Estar fora da campanha não me livra das preocupações com o Brasil, às vezes tão alheio à pedreira que nos espera nos próximos anos.

Na eleição de Collor, resolvi ir embora. Berlim. Tive a oportunidade de ver a Alemanha se unindo, a antiga Iugoslávia se dilacerando em guerras, o império soviético desabando no Báltico.

Agora, um quarto de século depois, não tem mais isso de ir embora. Acostumei a viver num país cuja lógica me escapa. Quando ouvi o discurso da Dilma na ONU pensei: não acredito que esteja propondo diálogo com o Estado Islâmico que corta cabeças, filma e divulga.

De uma certa forma isso passou em branco. A importância que dou ao tema não é a mesma de uma campanha presidencial no Brasil. Política externa não dá voto. Ponto.

É provável que Dilma não conheça o grupo terrorista. As campanhas são muito envolventes, quase não deixam tempo para o que se passa no mundo. Se Dilma encontrasse o líder dos cortadores de cabeça, Abu Bakr al-Baghdad, no metrô, talvez o convidasse para comer uma esfirra.

Só num quadro de humor é possível imaginar negociação com os terroristas.
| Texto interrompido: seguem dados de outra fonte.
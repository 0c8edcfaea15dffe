//! Wire protocol layer: constants, frame envelope and the byte framer.

pub mod constants;
pub mod frame;
pub mod framer;

pub use constants::{checksum, DeviceId, PacketId, V1Mode};
pub use constants::{FRAME_EOF, FRAME_OVERHEAD, FRAME_SOF, MAX_FRAME_LEN, MIN_FRAME_LEN};
pub use frame::Frame;
pub use framer::{ByteFramer, FramerStats};
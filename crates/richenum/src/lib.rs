//! # richenum
//!
//! Rich enumerations whose members carry more than a discriminant: a unique
//! canonical name (the stable identifier used in code and URLs), a unique
//! display name (for humans), and, for ordered enums, a unique integer index
//! that defines the ordering.
//!
//! Enumerations are built at runtime, usually once into a `static`, and looked
//! up by any of those keys.
//!
//! ```
//! use richenum::OrderedRichEnum;
//!
//! let color = OrderedRichEnum::builder("Color")
//!     .member(0, "red", "Red")
//!     .member(1, "blue", "Blue")
//!     .build()
//!     .unwrap();
//!
//! let blue = color.from_canonical("blue").unwrap();
//! assert_eq!(blue.index, 1);
//! assert_eq!(color.from_index(0).unwrap().canonical_name, "red");
//! assert!(color.from_index(0).unwrap() < blue);
//! ```

pub mod enums;
pub mod error;
pub mod value;

pub use enums::{EnumType, OrderedRichEnum, OrderedRichEnumBuilder, RichEnum, RichEnumBuilder};
pub use error::{EnumConstructionError, EnumLookupError};
pub use value::{OrderedRichEnumValue, RichEnumValue};
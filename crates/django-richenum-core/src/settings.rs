//! Settings for django-richenum.
//!
//! [`Settings`] holds the handful of options the enum fields and the logging
//! setup read, and [`LazySettings`] is a globally-accessible, lazily-initialized
//! settings instance in the style of Django's `django.conf.settings`.

use std::collections::HashMap;
use std::sync::OnceLock;

use serde::{Deserialize, Serialize};

/// The complete set of settings.
///
/// # Examples
///
/// ```
/// use django_richenum_core::settings::Settings;
///
/// let settings = Settings::default();
/// assert!(settings.debug);
/// assert!(!settings.strict_enum_members);
/// ```
#[derive(Debug, Clone, Serialize, Deserialize)]
pub struct Settings {
    /// Whether debug mode is enabled (pretty logs instead of JSON).
    pub debug: bool,

    /// The log level filter (e.g. "info", "debug", "django_richenum_db=trace").
    pub log_level: String,

    /// Default strictness for newly declared enum fields. A strict field
    /// rejects enum values that are not members of its own enum.
    pub strict_enum_members: bool,

    /// Custom settings that don't fit into the above categories.
    pub extra: HashMap<String, serde_json::Value>,
}

impl Default for Settings {
    fn default() -> Self {
        Self {
            debug: true,
            log_level: "info".to_string(),
            strict_enum_members: false,
            extra: HashMap::new(),
        }
    }
}

/// A lazily-initialized, globally-accessible settings container.
///
/// Call [`configure`](LazySettings::configure) once at startup to set the
/// settings, then use [`get`](LazySettings::get) to access them.
///
/// # Panics
///
/// [`get`](LazySettings::get) panics if settings have not been configured.
/// [`configure`](LazySettings::configure) panics if called more than once.
pub struct LazySettings {
    inner: OnceLock<Settings>,
}

impl Default for LazySettings {
    fn default() -> Self {
        Self::new()
    }
}

impl LazySettings {
    /// Creates a new, unconfigured `LazySettings`.
    pub const fn new() -> Self {
        Self {
            inner: OnceLock::new(),
        }
    }

    /// Configures the global settings. Must be called exactly once.
    ///
    /// # Panics
    ///
    /// Panics if settings have already been configured.
    pub fn configure(&self, settings: Settings) {
        self.inner
            .set(settings)
            .expect("Settings have already been configured");
    }

    /// Returns a reference to the configured settings.
    ///
    /// # Panics
    ///
    /// Panics if settings have not been configured.
    pub fn get(&self) -> &Settings {
        self.inner
            .get()
            .expect("Settings have not been configured. Call SETTINGS.configure() first.")
    }

    /// Returns the configured settings, or `None` before `configure` is called.
    pub fn try_get(&self) -> Option<&Settings> {
        self.inner.get()
    }

    /// Returns `true` if settings have been configured.
    pub fn is_configured(&self) -> bool {
        self.inner.get().is_some()
    }
}

/// The global settings instance.
///
/// Call `SETTINGS.configure(settings)` once at application startup. Fields
/// declared before that fall back to [`Settings::default`].
pub static SETTINGS: LazySettings = LazySettings::new();

#[cfg(test)]
mod tests {
    use super::*;

    #[test]
    fn test_default_settings() {
        let s = Settings::default();
        assert!(s.debug);
        assert_eq!(s.log_level, "info");
        assert!(!s.strict_enum_members);
        assert!(s.extra.is_empty());
    }

    #[test]
    fn test_lazy_settings_configure_and_get() {
        let lazy = LazySettings::new();
        assert!(!lazy.is_configured());
        assert!(lazy.try_get().is_none());

        let settings = Settings {
            debug: false,
            strict_enum_members: true,
            ..Settings::default()
        };

        lazy.configure(settings);
        assert!(lazy.is_configured());
        assert!(!lazy.get().debug);
        assert!(lazy.try_get().unwrap().strict_enum_members);
    }

    #[test]
    #[should_panic(expected = "already been configured")]
    fn test_lazy_settings_double_configure_panics() {
        let lazy = LazySettings::new();
        lazy.configure(Settings::default());
        lazy.configure(Settings::default());
    }

    #[test]
    #[should_panic(expected = "not been configured")]
    fn test_lazy_settings_get_before_configure_panics() {
        let lazy = LazySettings::new();
        let _ = lazy.get();
    }
}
Se ela mesma quisesse tentar, talvez conseguisse a dispensa do véu, mas iria cruzar o deserto trazendo na bandeja a única mensagem que sabem enviar ao mundo: uma cabeça cortada. Como encarar o futuro do país nas mãos de uma ingênua Salomé, cercada por um aparato monolítico de burocratas que não levam a sério a imagem do Brasil, porque o importante é apenas vencer as eleições?
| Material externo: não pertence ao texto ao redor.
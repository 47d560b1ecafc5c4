//! Settings loading from configuration files.
//!
//! ## Loading Order
//!
//! 1. Start with default settings.
//! 2. Load from a TOML or JSON file (overriding defaults).
//! 3. Apply environment variable overrides (highest priority).
//!
//! ## Environment Variable Mapping
//!
//! | Env Var | Setting |
//! |---|---|
//! | `DJANGO_DEBUG` | `debug` |
//! | `DJANGO_LOG_LEVEL` | `log_level` |
//! | `DJANGO_STRICT_ENUM_MEMBERS` | `strict_enum_members` |
//!
//! ## Examples
//!
//! ```rust,no_run
//! use django_richenum_core::settings_loader;
//!
//! let settings = settings_loader::from_toml_file_with_env("config/settings.toml").unwrap();
//! ```

use std::path::Path;

use crate::error::DjangoError;
use crate::settings::Settings;

/// Loads settings from a TOML string.
///
/// Any fields not present in the TOML keep their default values.
///
/// # Errors
///
/// Returns an error if the TOML is malformed or cannot be deserialized.
pub fn from_toml_str(toml_str: &str) -> Result<Settings, DjangoError> {
    let toml_value: toml::Value = toml::from_str(toml_str)
        .map_err(|e| DjangoError::ConfigurationError(format!("Failed to parse TOML: {e}")))?;

    merge_over_defaults(toml_to_json(toml_value), "TOML")
}

/// Loads settings from a TOML file.
///
/// # Errors
///
/// Returns an error if the file cannot be read or the TOML is malformed.
pub fn from_toml_file(path: impl AsRef<Path>) -> Result<Settings, DjangoError> {
    from_toml_str(&read_config(path.as_ref(), "TOML")?)
}

/// Loads settings from a TOML file and then applies environment variable overrides.
///
/// # Errors
///
/// Returns an error if the file cannot be read or the TOML is malformed.
pub fn from_toml_file_with_env(path: impl AsRef<Path>) -> Result<Settings, DjangoError> {
    let mut settings = from_toml_file(path)?;
    apply_env_overrides(&mut settings);
    Ok(settings)
}

/// Loads settings from a JSON string.
///
/// # Errors
///
/// Returns an error if the JSON is malformed or cannot be deserialized.
pub fn from_json_str(json_str: &str) -> Result<Settings, DjangoError> {
    let json_value: serde_json::Value = serde_json::from_str(json_str)
        .map_err(|e| DjangoError::ConfigurationError(format!("Failed to parse JSON: {e}")))?;

    merge_over_defaults(json_value, "JSON")
}

/// Loads settings from a JSON file.
///
/// # Errors
///
/// Returns an error if the file cannot be read or the JSON is malformed.
pub fn from_json_file(path: impl AsRef<Path>) -> Result<Settings, DjangoError> {
    from_json_str(&read_config(path.as_ref(), "JSON")?)
}

/// Loads settings from just environment variables (starting from defaults).
pub fn from_env() -> Settings {
    let mut settings = Settings::default();
    apply_env_overrides(&mut settings);
    settings
}

/// Applies environment variable overrides to a settings struct.
///
/// Boolean variables accept "true", "1", or "yes" (case-insensitive) as true;
/// anything else is false.
pub fn apply_env_overrides(settings: &mut Settings) {
    if let Ok(val) = std::env::var("DJANGO_DEBUG") {
        settings.debug = parse_bool(&val);
    }

    if let Ok(val) = std::env::var("DJANGO_LOG_LEVEL") {
        settings.log_level = val;
    }

    if let Ok(val) = std::env::var("DJANGO_STRICT_ENUM_MEMBERS") {
        settings.strict_enum_members = parse_bool(&val);
    }
}

// ============================================================
// Helpers
// ============================================================

fn parse_bool(val: &str) -> bool {
    matches!(val.to_lowercase().as_str(), "true" | "1" | "yes")
}

fn read_config(path: &Path, format: &str) -> Result<String, DjangoError> {
    std::fs::read_to_string(path).map_err(|e| {
        DjangoError::ConfigurationError(format!(
            "Failed to read {format} file '{}': {e}",
            path.display()
        ))
    })
}

/// Deserializes `overrides` into [`Settings`], keeping defaults for anything
/// it does not mention.
fn merge_over_defaults(
    overrides: serde_json::Value,
    format: &str,
) -> Result<Settings, DjangoError> {
    let default_json = serde_json::to_value(Settings::default()).map_err(|e| {
        DjangoError::ConfigurationError(format!("Failed to serialize default settings: {e}"))
    })?;

    let merged = merge_json(default_json, overrides);
    serde_json::from_value(merged).map_err(|e| {
        DjangoError::ConfigurationError(format!("Failed to deserialize settings from {format}: {e}"))
    })
}

/// Converts a TOML value to a `serde_json::Value`.
fn toml_to_json(value: toml::Value) -> serde_json::Value {
    match value {
        toml::Value::String(s) => serde_json::Value::String(s),
        toml::Value::Integer(i) => serde_json::json!(i),
        toml::Value::Float(f) => serde_json::json!(f),
        toml::Value::Boolean(b) => serde_json::Value::Bool(b),
        toml::Value::Datetime(dt) => serde_json::Value::String(dt.to_string()),
        toml::Value::Array(arr) => {
            serde_json::Value::Array(arr.into_iter().map(toml_to_json).collect())
        }
        toml::Value::Table(table) => {
            let map: serde_json::Map<String, serde_json::Value> = table
                .into_iter()
                .map(|(k, v)| (k, toml_to_json(v)))
                .collect();
            serde_json::Value::Object(map)
        }
    }
}

/// Deep-merges two JSON values. The `override_val` takes precedence.
fn merge_json(base: serde_json::Value, override_val: serde_json::Value) -> serde_json::Value {
    match (base, override_val) {
        (serde_json::Value::Object(mut base_map), serde_json::Value::Object(override_map)) => {
            for (key, override_v) in override_map {
                let merged = if let Some(base_v) = base_map.remove(&key) {
                    merge_json(base_v, override_v)
                } else {
                    override_v
                };
                base_map.insert(key, merged);
            }
            serde_json::Value::Object(base_map)
        }
        (_, override_val) => override_val,
    }
}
Com os escritores cubanos aprendi algo que expressei no prefácio do livro do Raúl Rivero, um poeta exilado na Espanha. Quase todos os grandes artistas cubanos mantiveram a vida amorosa a salvo da dominação burocrática. Nunca deixaram a chama erótica e paixão pelo seu povo serem enquadradas pelo regime.

Com os tchecos, percebi a força do humor, uma das maneiras de enfrentar a lógica cinzenta dos burocratas. Eles tinham uma generosa tradição literária. Do "Bravo soldado Schweik" ao "Processo" de Kafka, a Praga do início do século já refletira de forma cômica e trágica a relação do indivíduo com o Estado.
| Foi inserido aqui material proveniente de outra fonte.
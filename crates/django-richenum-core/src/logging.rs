//! Logging integration.
//!
//! Provides a helper for configuring [`tracing`]-based logging from
//! [`Settings`](crate::settings::Settings) and a span for grouping the
//! conversions performed while a model instance is saved or loaded.

use crate::settings::Settings;

/// Sets up the global tracing subscriber based on the given settings.
///
/// The log level is read from `settings.log_level`. In debug mode a pretty,
/// human-readable format is used; otherwise a structured JSON format is used.
/// Installing a second subscriber is a no-op.
pub fn setup_logging(settings: &Settings) {
    use tracing_subscriber::fmt;
    use tracing_subscriber::EnvFilter;

    let filter = EnvFilter::try_new(&settings.log_level).unwrap_or_else(|_| EnvFilter::new("info"));

    if settings.debug {
        fmt::Subscriber::builder()
            .with_env_filter(filter)
            .with_target(true)
            .with_file(true)
            .with_line_number(true)
            .pretty()
            .try_init()
            .ok();
    } else {
        fmt::Subscriber::builder()
            .with_env_filter(filter)
            .with_target(true)
            .json()
            .try_init()
            .ok();
    }
}

/// Creates a tracing span for the field conversions of one model instance.
///
/// # Examples
///
/// ```
/// use django_richenum_core::logging::model_span;
///
/// let span = model_span("shop.shirt");
/// let _guard = span.enter();
/// tracing::debug!("converting fields");
/// ```
pub fn model_span(model_label: &str) -> tracing::Span {
    tracing::debug_span!("model", label = model_label)
}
Valorizar a vida amorosa e o senso de humor é a melhor reação ao resultado das urnas. O resto são as tarefas cotidianas, o trabalho duro, a tentativa de continuar argumentado, sem superestimar o intercâmbio racional.

Uma vitória do PT, creio, não pode ser atribuída apenas à sua capacidade de mentir e atacar. Não se deve nunca acusar o adversário pela própria derrota. Se não for possível resistir aos ataques e mentiras do PT, isso significa que vão ficar, eternamente, no poder. Por que mudariam de tática?

Os marqueteiros e os amigos dos marqueteiros vão dar a impressão de que tudo nasceu de suas cabeças mágicas. Minha sensação, nesse dia decisivo, é que a maioria sabe o que se passa e vai escolher de acordo com o que sabe. A maioria sabe que o bloco do governo se transformou num grupo de assalto. Provavelmente, ela prefere não ser assaltada. Os votos da oposição somados devem ultrapassar os votos de Dilma.

Isso levaria a decisão para outro domingo. Mas o quadro permaneceria aberto, porque uma outra avaliação entra em cena. Quem pode alterar esse cenário de estagnação econômica, degradação política, tensão social? Perdi três bicicletas, roubadas nos últimos anos. Cada vez que inicio uma jornada, olho para a máquina como se fosse a última vez. Mas esse será um domingo cívico. Espero voltar ao tema, num outro domingo, com a mesma bicicleta.